La nueva tecnología reemplaza el aislamiento tradicional y combate un problema crítico en los sectores de petróleo y gas
Sherwin-Williams presentó un nuevo recubrimiento Heat-Flex Advanced Energy Barrier (AEB), diseñado específicamente para combatir la corrosión bajo aislamiento (CUI), un problema recurrente en las industrias petrolera y gasífera tanto en tierra como en plataformas marítimas. Esta condición ocurre cuando la humedad penetra y se acumula en la superficie externa de equipos aislados, representando un riesgo significativo para los activos, el personal y el medio ambiente.
El Heat-Flex AEB sustituye el voluminoso aislamiento mineral tradicionalmente utilizado en tanques de almacenamiento, recipientes de proceso y tuberías, los cuales requieren mantener el calor del proceso.

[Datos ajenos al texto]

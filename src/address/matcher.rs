//! Running a compiled grammar against one input.

use log::trace;

use super::compiler::CompositeGrammar;

/// One named group that took part in a match.
#[derive(Debug, Clone, Copy, PartialEq, Eq)]
pub struct RawCapture<'a> {
    /// Uniquified group name, e.g. `street__7`.
    pub group: &'a str,
    pub value: &'a str,
}

/// Every participating named capture of a successful match, in group order.
/// Groups of alternatives that were not taken are absent.
#[derive(Debug, Clone, PartialEq, Eq)]
pub struct RawMatch<'a> {
    pub captures: Vec<RawCapture<'a>>,
    /// Name of the top-level alternative that matched.
    pub alternative: Option<&'a str>,
}

/// Match `input` against `grammar`.
///
/// Blank input is rejected without running the regex. A failed match is
/// `None`; it is an expected outcome, not an error.
pub fn run<'a>(grammar: &'a CompositeGrammar, input: &'a str) -> Option<RawMatch<'a>> {
    if input.trim().is_empty() {
        return None;
    }

    let regex = grammar.regex();
    let Some(caps) = regex.captures(input) else {
        trace!("No {} match for {:?}", grammar.mode(), input);
        return None;
    };

    let captures: Vec<RawCapture<'a>> = regex
        .capture_names()
        .flatten()
        .filter_map(|group| {
            caps.name(group).map(|m| RawCapture {
                group,
                value: m.as_str(),
            })
        })
        .collect();

    let alternative = captures
        .first()
        .and_then(|capture| grammar.alternative_for_group(capture.group))
        .map(|alternative| alternative.name.as_str());

    trace!(
        "{} match for {:?} via {:?}: {} captures",
        grammar.mode(),
        input,
        alternative,
        captures.len()
    );
    Some(RawMatch {
        captures,
        alternative,
    })
}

Este recubrimiento actúa formando una película gruesa de material aislante directamente sobre los equipos, conservando el calor a temperaturas operativas de hasta 177°C (350°F), con tolerancia a picos de hasta 204°C (400°F). Gracias a esta innovación, los activos pueden seguir operando eficazmente incluso en entornos extremos.
Uno de los beneficios clave de esta solución es que reduce significativamente la CUI, ya que los sistemas tradicionales tienden a absorber humedad, lo que disminuye su capacidad aislante y acelera la corrosión.

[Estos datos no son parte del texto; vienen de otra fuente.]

//! Recognized output slots of a parsed address.
//!
//! Each variant is one structured field the grammar can capture. The
//! snake_case name of a variant doubles as the logical capture-group name in
//! grammar text, so `(?P<street_line>...)` binds to [`AddressField::StreetLine`].

use serde::{Deserialize, Serialize};
use strum::{AsRefStr, Display, EnumIter, EnumString, IntoStaticStr};

/// A recognized address field.
///
/// # Serialization
///
/// Variants serialize to snake_case strings (`"street_line"`,
/// `"secondary_number"`, ...). Parsing from a string is case-sensitive and
/// accepts only those names.
///
/// # Examples
///
/// ```
/// use std::str::FromStr;
/// use streetwise::models::AddressField;
///
/// let field = AddressField::from_str("secondary_unit").unwrap();
/// assert_eq!(field, AddressField::SecondaryUnit);
/// assert_eq!(field.as_ref(), "secondary_unit");
/// ```
#[derive(
    Clone,
    Copy,
    Debug,
    PartialEq,
    Eq,
    Hash,
    PartialOrd,
    Ord,
    Serialize,
    Deserialize,
    AsRefStr,
    Display,
    EnumIter,
    EnumString,
    IntoStaticStr,
)]
#[serde(rename_all = "snake_case")]
#[strum(serialize_all = "snake_case")]
pub enum AddressField {
    Number,
    Predirectional,
    Street,
    StreetLine,
    Suffix,
    Postdirectional,
    City,
    State,
    Zip,
    SecondaryUnit,
    SecondaryNumber,
}

impl AddressField {
    /// Returns the snake_case identifier of this field.
    pub fn as_str(&self) -> &'static str {
        (*self).into()
    }

    /// Fields that only the place part of a full address can populate.
    pub fn is_place(&self) -> bool {
        matches!(self, Self::City | Self::State | Self::Zip)
    }
}

#[cfg(test)]
mod tests {
    use super::*;
    use std::str::FromStr;
    use strum::IntoEnumIterator;

    #[test]
    fn test_names_round_trip_through_from_str() {
        for field in AddressField::iter() {
            assert_eq!(AddressField::from_str(field.as_str()).ok(), Some(field));
        }
    }

    #[test]
    fn test_multi_word_names_are_snake_case() {
        assert_eq!(AddressField::StreetLine.as_str(), "street_line");
        assert_eq!(AddressField::SecondaryNumber.to_string(), "secondary_number");
    }

    #[test]
    fn test_bookkeeping_names_are_rejected() {
        assert!(AddressField::from_str("unit_marker").is_err());
        assert!(AddressField::from_str("Number").is_err());
    }

    #[test]
    fn test_serde_uses_snake_case() {
        let json = serde_json::to_string(&AddressField::SecondaryUnit).unwrap();
        assert_eq!(json, "\"secondary_unit\"");
    }

    #[test]
    fn test_place_fields() {
        let place: Vec<AddressField> = AddressField::iter().filter(|f| f.is_place()).collect();
        assert_eq!(
            place,
            vec![AddressField::City, AddressField::State, AddressField::Zip]
        );
    }
}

“Al desarrollar Heat-Flex AEB, era fundamental lograr que el recubrimiento pudiera retener el calor del proceso a temperaturas lo suficientemente altas como para prescindir del aislamiento tradicional, sin afectar la consistencia y el flujo de los materiales dentro de los equipos,” explicó Erik Dammen-Brower, químico investigador de Sherwin-Williams Protective & Marine. “La manipulación precisa de la molécula del recubrimiento y su formulación hizo posible esta sorprendente capacidad, con implicaciones importantes en la reducción de costos, huella de carbono y mayor eficiencia en diversas aplicaciones industriales.”
Además, el recubrimiento térmico ofrece claras ventajas en sostenibilidad: elimina la necesidad de fabricar, transportar y almacenar los materiales de los sistemas tradicionales, y al reducir la corrosión, prolonga significativamente la vida útil de los activos de acero, disminuyendo el impacto ambiental asociado a su reemplazo. También permite mantener la eficiencia térmica sin aumentar el calor del proceso.
En la aplicación típica del sistema, se coloca primero una capa de imprimación anticorrosiva sobre el acero preparado, seguida del recubrimiento aislante Heat-Flex AEB y, opcionalmente, una capa final de acabado.
Sherwin-Williams destaca que aplicar el Heat-Flex AEB es un proceso más rápido, seguro y sencillo en comparación con la instalación de sistemas de aislamiento convencionales.